*Task brief*
Scan the entries below and extract each line with the word "only" in it.

[Collection entries]
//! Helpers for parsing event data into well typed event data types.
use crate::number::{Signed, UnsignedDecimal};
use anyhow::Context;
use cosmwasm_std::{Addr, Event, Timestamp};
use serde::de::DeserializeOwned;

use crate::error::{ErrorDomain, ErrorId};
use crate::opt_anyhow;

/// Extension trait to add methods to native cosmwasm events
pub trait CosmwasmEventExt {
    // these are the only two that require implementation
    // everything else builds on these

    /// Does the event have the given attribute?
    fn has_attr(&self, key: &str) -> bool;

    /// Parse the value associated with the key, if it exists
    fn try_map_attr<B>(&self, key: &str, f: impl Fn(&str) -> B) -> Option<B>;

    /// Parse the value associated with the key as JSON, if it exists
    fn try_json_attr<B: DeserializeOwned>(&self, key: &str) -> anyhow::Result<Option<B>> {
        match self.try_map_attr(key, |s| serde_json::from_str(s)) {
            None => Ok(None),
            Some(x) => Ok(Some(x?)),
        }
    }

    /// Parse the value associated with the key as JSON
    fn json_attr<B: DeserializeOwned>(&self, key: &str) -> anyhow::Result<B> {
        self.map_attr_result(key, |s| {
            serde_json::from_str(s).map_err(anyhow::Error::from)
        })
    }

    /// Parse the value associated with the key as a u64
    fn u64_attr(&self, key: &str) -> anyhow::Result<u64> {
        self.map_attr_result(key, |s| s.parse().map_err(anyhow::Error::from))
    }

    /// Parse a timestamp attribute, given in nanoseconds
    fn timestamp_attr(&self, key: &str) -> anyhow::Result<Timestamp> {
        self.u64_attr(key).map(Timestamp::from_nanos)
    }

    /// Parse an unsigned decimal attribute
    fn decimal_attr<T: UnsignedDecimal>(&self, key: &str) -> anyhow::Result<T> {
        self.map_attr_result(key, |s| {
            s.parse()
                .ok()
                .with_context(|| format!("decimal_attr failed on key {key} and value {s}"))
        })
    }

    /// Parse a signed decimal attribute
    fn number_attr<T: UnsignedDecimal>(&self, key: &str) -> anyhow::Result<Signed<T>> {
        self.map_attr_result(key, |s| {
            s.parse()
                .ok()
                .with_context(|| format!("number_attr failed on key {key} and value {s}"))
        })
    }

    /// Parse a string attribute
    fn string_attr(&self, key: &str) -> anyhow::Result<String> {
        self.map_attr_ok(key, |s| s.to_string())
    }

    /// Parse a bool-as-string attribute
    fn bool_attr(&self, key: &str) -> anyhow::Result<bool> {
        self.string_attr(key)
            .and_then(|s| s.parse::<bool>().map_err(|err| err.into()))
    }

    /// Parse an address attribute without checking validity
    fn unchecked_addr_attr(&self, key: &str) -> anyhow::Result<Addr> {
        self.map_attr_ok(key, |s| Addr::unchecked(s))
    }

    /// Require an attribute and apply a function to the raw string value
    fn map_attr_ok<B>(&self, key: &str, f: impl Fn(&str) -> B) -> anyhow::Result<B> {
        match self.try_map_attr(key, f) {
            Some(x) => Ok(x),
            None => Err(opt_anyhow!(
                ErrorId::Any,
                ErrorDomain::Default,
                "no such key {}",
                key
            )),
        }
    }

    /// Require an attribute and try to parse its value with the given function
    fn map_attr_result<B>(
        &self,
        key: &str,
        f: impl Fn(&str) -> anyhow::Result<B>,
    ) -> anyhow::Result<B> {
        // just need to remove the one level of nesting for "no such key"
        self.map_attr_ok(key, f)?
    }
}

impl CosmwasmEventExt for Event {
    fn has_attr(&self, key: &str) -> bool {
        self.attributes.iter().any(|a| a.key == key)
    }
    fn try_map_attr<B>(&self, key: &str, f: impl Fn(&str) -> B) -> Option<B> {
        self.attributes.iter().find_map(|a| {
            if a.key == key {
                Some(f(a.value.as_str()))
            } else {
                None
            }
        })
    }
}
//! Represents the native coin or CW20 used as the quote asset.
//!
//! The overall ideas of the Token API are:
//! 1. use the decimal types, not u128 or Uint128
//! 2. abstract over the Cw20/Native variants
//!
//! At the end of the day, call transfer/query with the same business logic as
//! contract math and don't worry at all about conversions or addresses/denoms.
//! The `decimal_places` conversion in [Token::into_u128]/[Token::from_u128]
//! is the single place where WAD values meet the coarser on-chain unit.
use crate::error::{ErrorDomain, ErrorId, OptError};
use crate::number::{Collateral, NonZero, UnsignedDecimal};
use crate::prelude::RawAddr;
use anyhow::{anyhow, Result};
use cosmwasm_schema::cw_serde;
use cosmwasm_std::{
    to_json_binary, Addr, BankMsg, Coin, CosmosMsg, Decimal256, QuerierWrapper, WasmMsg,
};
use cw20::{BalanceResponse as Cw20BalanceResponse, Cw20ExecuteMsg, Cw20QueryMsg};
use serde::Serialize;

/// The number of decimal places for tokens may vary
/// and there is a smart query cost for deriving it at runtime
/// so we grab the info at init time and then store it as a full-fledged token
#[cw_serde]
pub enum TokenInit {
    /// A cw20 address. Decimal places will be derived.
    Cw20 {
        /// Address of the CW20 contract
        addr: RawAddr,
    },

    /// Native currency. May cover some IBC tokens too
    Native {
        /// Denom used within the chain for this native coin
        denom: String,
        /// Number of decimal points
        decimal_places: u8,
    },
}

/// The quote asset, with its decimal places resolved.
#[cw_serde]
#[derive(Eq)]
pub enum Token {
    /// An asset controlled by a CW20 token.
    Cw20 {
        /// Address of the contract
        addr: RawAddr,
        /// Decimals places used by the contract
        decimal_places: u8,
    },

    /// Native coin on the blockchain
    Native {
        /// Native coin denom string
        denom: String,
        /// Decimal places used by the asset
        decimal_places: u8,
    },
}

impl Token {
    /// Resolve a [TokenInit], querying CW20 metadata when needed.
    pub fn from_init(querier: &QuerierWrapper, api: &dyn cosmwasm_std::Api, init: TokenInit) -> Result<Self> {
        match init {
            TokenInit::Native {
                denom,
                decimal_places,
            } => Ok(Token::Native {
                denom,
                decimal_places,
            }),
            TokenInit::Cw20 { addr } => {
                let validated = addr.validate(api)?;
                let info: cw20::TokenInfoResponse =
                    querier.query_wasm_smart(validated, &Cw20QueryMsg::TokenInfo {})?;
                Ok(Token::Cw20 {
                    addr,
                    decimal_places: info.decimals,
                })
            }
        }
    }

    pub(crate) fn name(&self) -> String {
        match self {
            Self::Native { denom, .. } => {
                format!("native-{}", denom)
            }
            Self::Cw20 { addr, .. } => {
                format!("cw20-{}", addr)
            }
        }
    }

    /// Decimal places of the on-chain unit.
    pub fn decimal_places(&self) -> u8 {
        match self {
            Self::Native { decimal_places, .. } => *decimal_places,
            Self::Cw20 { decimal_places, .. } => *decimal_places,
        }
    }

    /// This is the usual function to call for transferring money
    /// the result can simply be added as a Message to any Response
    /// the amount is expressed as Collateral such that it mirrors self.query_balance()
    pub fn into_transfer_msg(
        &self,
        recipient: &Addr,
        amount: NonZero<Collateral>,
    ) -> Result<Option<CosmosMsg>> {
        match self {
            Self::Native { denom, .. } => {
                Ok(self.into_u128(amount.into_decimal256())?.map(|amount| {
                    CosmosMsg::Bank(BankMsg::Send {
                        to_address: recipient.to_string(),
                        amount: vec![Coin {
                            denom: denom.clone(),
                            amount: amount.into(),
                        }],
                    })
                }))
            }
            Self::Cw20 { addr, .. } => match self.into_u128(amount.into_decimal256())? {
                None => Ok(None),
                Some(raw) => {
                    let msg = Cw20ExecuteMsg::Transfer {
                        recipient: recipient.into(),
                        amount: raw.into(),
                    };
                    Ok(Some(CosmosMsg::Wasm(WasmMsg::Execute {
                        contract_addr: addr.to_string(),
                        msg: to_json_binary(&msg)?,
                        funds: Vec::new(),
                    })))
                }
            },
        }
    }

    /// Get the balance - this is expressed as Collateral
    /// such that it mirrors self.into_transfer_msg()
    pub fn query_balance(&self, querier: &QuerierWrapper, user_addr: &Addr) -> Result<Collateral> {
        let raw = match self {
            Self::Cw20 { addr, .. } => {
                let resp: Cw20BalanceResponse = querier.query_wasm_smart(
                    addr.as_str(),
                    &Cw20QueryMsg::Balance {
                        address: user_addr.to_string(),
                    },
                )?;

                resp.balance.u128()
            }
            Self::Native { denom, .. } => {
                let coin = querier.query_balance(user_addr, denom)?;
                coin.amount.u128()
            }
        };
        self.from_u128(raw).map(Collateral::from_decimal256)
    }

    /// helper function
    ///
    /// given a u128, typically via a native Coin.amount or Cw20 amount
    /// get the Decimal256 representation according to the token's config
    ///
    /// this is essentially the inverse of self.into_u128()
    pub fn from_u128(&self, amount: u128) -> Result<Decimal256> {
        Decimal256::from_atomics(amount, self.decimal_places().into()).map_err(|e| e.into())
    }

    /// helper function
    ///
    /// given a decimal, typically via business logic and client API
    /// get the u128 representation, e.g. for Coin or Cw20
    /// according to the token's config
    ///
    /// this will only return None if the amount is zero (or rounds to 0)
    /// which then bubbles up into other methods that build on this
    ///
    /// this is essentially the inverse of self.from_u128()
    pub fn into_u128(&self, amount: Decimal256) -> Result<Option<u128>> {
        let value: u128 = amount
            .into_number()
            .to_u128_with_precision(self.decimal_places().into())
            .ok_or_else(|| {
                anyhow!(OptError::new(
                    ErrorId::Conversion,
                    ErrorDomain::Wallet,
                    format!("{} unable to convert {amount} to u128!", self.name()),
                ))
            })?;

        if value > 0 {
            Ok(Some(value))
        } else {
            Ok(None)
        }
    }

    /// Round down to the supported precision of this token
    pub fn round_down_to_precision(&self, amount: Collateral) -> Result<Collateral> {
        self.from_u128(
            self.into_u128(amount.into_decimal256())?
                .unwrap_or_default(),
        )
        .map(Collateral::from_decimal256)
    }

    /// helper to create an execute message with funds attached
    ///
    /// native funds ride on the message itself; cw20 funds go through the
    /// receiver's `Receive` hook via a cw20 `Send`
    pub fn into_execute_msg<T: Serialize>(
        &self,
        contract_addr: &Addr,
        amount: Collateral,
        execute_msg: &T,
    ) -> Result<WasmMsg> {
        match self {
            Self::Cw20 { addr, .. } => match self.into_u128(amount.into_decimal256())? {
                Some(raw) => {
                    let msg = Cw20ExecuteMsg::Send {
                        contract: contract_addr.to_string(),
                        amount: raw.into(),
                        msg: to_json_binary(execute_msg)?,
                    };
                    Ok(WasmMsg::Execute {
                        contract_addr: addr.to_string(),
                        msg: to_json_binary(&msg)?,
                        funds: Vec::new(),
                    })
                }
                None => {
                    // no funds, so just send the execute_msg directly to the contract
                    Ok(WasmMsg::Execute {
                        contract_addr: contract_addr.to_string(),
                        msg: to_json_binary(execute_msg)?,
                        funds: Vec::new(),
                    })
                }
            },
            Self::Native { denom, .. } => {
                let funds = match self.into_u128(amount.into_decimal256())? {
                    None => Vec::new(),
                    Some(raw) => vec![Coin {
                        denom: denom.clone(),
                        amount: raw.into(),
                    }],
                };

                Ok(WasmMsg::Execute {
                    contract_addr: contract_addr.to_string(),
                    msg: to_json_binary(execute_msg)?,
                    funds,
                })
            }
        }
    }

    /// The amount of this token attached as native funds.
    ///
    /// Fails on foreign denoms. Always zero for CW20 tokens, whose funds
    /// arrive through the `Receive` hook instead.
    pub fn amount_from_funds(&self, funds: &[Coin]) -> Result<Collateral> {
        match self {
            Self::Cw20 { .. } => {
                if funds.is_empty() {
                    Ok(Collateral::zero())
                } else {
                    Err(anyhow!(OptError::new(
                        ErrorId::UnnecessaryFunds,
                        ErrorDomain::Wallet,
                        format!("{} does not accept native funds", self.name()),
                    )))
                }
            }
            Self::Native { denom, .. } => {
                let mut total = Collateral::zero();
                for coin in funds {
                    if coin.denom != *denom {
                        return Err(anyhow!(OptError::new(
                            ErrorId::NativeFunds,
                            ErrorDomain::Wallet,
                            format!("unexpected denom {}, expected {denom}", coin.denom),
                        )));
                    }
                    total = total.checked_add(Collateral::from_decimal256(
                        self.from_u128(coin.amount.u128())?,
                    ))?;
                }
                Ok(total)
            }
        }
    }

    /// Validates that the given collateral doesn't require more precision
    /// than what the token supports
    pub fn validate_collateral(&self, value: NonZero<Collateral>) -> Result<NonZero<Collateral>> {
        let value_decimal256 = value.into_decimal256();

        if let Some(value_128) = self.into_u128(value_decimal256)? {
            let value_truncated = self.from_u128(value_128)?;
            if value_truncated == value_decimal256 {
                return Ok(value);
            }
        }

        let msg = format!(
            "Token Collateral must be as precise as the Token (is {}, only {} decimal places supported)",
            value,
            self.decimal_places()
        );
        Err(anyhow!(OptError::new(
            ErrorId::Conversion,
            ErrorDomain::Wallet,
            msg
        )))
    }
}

*Solution below*
    // these are the only two that require implementation
    /// this will only return None if the amount is zero (or rounds to 0)
            "Token Collateral must be as precise as the Token (is {}, only {} decimal places supported)",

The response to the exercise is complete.